In my previous post,
we discussed about access to Tomcat Manager. In this post, we will discuss how to encrypt the Tomcat Manager password to make it more secure.
Recall that we had entered a plaintext password in the tomcat_users.xml file for access to Tomcat Manager. In this post we'll see how to encrypt the plaintext string using either SHA or MD5 encryption.
Go to bin folder within your Apache Tomcat home folder { eg: /usr/temp/apache-tomcat-7.0.47/bin }
Run the script digest.sh and pass your plaintext password to it in following way:
.
/digest.sh -a sha abc123 { For
SHA encryption } The output will give SHA encrypted password
abc123:6367c48dd193d56ea7b0baad25b19455e529f5ee
Alternatively use .
/digest.sh -a md5 abc123 { If you intend to use
MD5 encryption }
Note this encrypted password somewhere as you'd need this later.
Now, go to the conf folder and edit the tomcat-users.xml.
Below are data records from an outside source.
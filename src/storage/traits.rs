//! Abstract document store interface for pluggable backends
//!
//! Tokens, users and constraint records all live in a key/value document
//! store addressed by `(table, kind, id)`. The backing store guarantees
//! per-key atomicity; nothing above it takes locks around token records.

use async_trait::async_trait;
use serde_json::{Map, Value};

use crate::error::Result;

/// A stored document: a JSON object
pub type Document = Map<String, Value>;

/// Write visibility requested from the store
#[derive(Debug, Clone, Copy, PartialEq, Eq)]
pub enum Durability {
    /// Visible to every subsequent read before the call returns
    Immediate,
    /// May become visible later (after the store refreshes)
    Eventual,
}

/// A document returned by a search together with its id
#[derive(Debug, Clone, PartialEq)]
pub struct StoredDocument {
    pub id: String,
    pub source: Document,
}

/// Document store interface
#[async_trait]
pub trait DocumentStore: Send + Sync {
    /// Create or replace a document
    async fn put(
        &self,
        table: &str,
        kind: &str,
        id: &str,
        document: Document,
        durability: Durability,
    ) -> Result<()>;

    /// Create a document only if none exists under `id`, returning whether
    /// it was written. The existence check and the write are atomic.
    async fn insert(
        &self,
        table: &str,
        kind: &str,
        id: &str,
        document: Document,
        durability: Durability,
    ) -> Result<bool>;

    /// Fetch a document, `None` if absent
    async fn get(&self, table: &str, kind: &str, id: &str) -> Result<Option<Document>>;

    /// Delete a document, returning whether it existed
    async fn delete(&self, table: &str, kind: &str, id: &str, durability: Durability)
        -> Result<bool>;

    /// Match-all search over one kind of a table, in no particular order.
    /// Fails with `TableNotFound` when the table does not exist.
    async fn search(&self, table: &str, kind: &str) -> Result<Vec<StoredDocument>>;
}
Enter this encrypted password for the admin role instead of the plaintext password you entered previously for accessing tomcat manager.
Eg:
<user username="admin" password="6367c48dd193d56ea7b0baad25b19455e529f5ee" roles="admin-gui,admin-script,manager-gui,manager-script"/>
Now,
lets edit the server.xml file, which also is present in the conf folder.
Search for the following text:
<!-- Use the LockOutRealm to prevent attempts to guess user passwords
via a brute-force attack -->
<Realm className="org.apache.catalina.realm.LockOutRealm">
<!-- This Realm uses the UserDatabase configured in the global JNDI
resources under the key "UserDatabase". Any edits
that are performed against this UserDatabase are immediately
available for use by the Realm. -->
<Realm className="org.apache.catalina.realm.UserDatabaseRealm"
Once you locate the above code block, we just have to
add digest="sha" at its end.
<Realm className="org.apache.catalina.realm.UserDatabaseRealm"
resourceName="UserDatabase"
digest="sha"/>
Check out the screenshot for reference
Restart the Tomcat server so that the changes take effect.